Most of us buy insurance of one kind or another to prevent financial loss to our families. This month we'll look at a few ways to buy insurance against our companies having a bad month in your fixed operations.


  • Improving Margins
  • One of the best things we can do to prevent a poor performance month is to have strong margins in our fixed operations. If your overall parts department gross profit as a percentage of sales is below 35% place some attention to your margins. My suggestion is that parts gross profit margin to service customers is at 42%. Use of a parts matrix program might need to be used to achieve this result. I recommend a matrix generated from list plus pricing and if anyone e-mails me I will be happy to share this concept with them. I have seen many matrixes over my days and some of them are very aggressive. Recently I was looking at a statement with a matrix higher than I've ever seen yet was below 37% on the customer pay margin. Asking the parts manager about this he admitted not using the matrix because of the extreme nature of the retail pricing. The dealer came back after a 20 group and demanded this matrix be installed.
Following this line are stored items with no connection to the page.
use crate::models::{Booking, BookingStatus, PaymentStatus};

#[derive(Debug, thiserror::Error, PartialEq, Eq)]
pub enum LifecycleError {
    #[error("Booking is already cancelled")]
    AlreadyCancelled,

    #[error("Completed bookings cannot be cancelled")]
    CannotCancelCompleted,

    #[error("Payment has already been processed for this booking")]
    AlreadyProcessed,

    #[error("Invalid state transition from {from} to {to}")]
    InvalidTransition { from: String, to: String },
}

/// Cancellation gate: cancelled and completed are terminal for this path.
pub fn ensure_cancellable(booking: &Booking) -> Result<(), LifecycleError> {
    match booking.status {
        BookingStatus::Cancelled => Err(LifecycleError::AlreadyCancelled),
        BookingStatus::Completed => Err(LifecycleError::CannotCancelCompleted),
        _ => Ok(()),
    }
}

/// Verification gate: a booking whose payment is already settled must not be
/// re-verified (the idempotency guard), and only pending bookings can be
/// confirmed at all.
pub fn ensure_verifiable(booking: &Booking) -> Result<(), LifecycleError> {
    if booking.payment_status == PaymentStatus::Paid {
        return Err(LifecycleError::AlreadyProcessed);
    }
    if booking.status != BookingStatus::Pending {
        return Err(LifecycleError::InvalidTransition {
            from: booking.status.as_str().to_string(),
            to: BookingStatus::Confirmed.as_str().to_string(),
        });
    }
    Ok(())
}

#[cfg(test)]
mod tests {
    use super::*;
    use crate::models::NewBooking;
    use chrono::{Duration, Utc};
    use uuid::Uuid;

    fn pending_booking() -> Booking {
        let start = Utc::now() + Duration::hours(1);
        Booking::new(NewBooking {
            user_id: Uuid::new_v4(),
            parking_spot_id: Uuid::new_v4(),
            car_id: None,
            start_time: start,
            end_time: start + Duration::hours(2),
            hours: 2,
            total_amount: 200,
            special_requests: None,
        })
    }

    #[test]
    fn test_new_booking_is_pending_pending() {
        let b = pending_booking();
        assert_eq!(b.status, BookingStatus::Pending);
        assert_eq!(b.payment_status, PaymentStatus::Pending);
        assert!(ensure_cancellable(&b).is_ok());
        assert!(ensure_verifiable(&b).is_ok());
    }

    #[test]
    fn test_confirmed_booking_is_cancellable_but_not_verifiable() {
        let mut b = pending_booking();
        b.mark_confirmed("pay_1".to_string(), "sig".to_string());
        assert_eq!(b.status, BookingStatus::Confirmed);
        assert_eq!(b.payment_status, PaymentStatus::Paid);

        assert!(ensure_cancellable(&b).is_ok());
        assert_eq!(ensure_verifiable(&b), Err(LifecycleError::AlreadyProcessed));
    }

    #[test]
    fn test_cancelled_is_terminal() {
        let mut b = pending_booking();
        b.mark_cancelled(Some("changed plans".to_string()));
        assert!(b.status.is_terminal());
        assert!(b.cancelled_at.is_some());
        assert_eq!(
            ensure_cancellable(&b),
            Err(LifecycleError::AlreadyCancelled)
        );
    }

    #[test]
    fn test_completed_cannot_cancel() {
        let mut b = pending_booking();
        b.status = BookingStatus::Completed;
        assert_eq!(
            ensure_cancellable(&b),
            Err(LifecycleError::CannotCancelCompleted)
        );
    }

    #[test]
    fn test_failed_booking_rejects_verification() {
        let mut b = pending_booking();
        b.mark_failed("signature mismatch".to_string());
        assert_eq!(b.payment_status, PaymentStatus::Failed);
        assert!(matches!(
            ensure_verifiable(&b),
            Err(LifecycleError::InvalidTransition { .. })
        ));
    }
}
The point I want to make here is simple that your matrix must be reasonable and be used by the parts employees. The best matrix in the world will have no result if it's never used. Gross profit margins on labor should have a goal of reaching 74%. This can be accomplished with a strong effective rate and the technicians staffing skill levels matching the workload. If you're shop is below 74% look at what labor operations are your poorest performers and massage them for improvement. We could literally spend a week on this subject however obviously we don't have that time in my newsletter. Just understand the truth to better your margins and must take an action today to change.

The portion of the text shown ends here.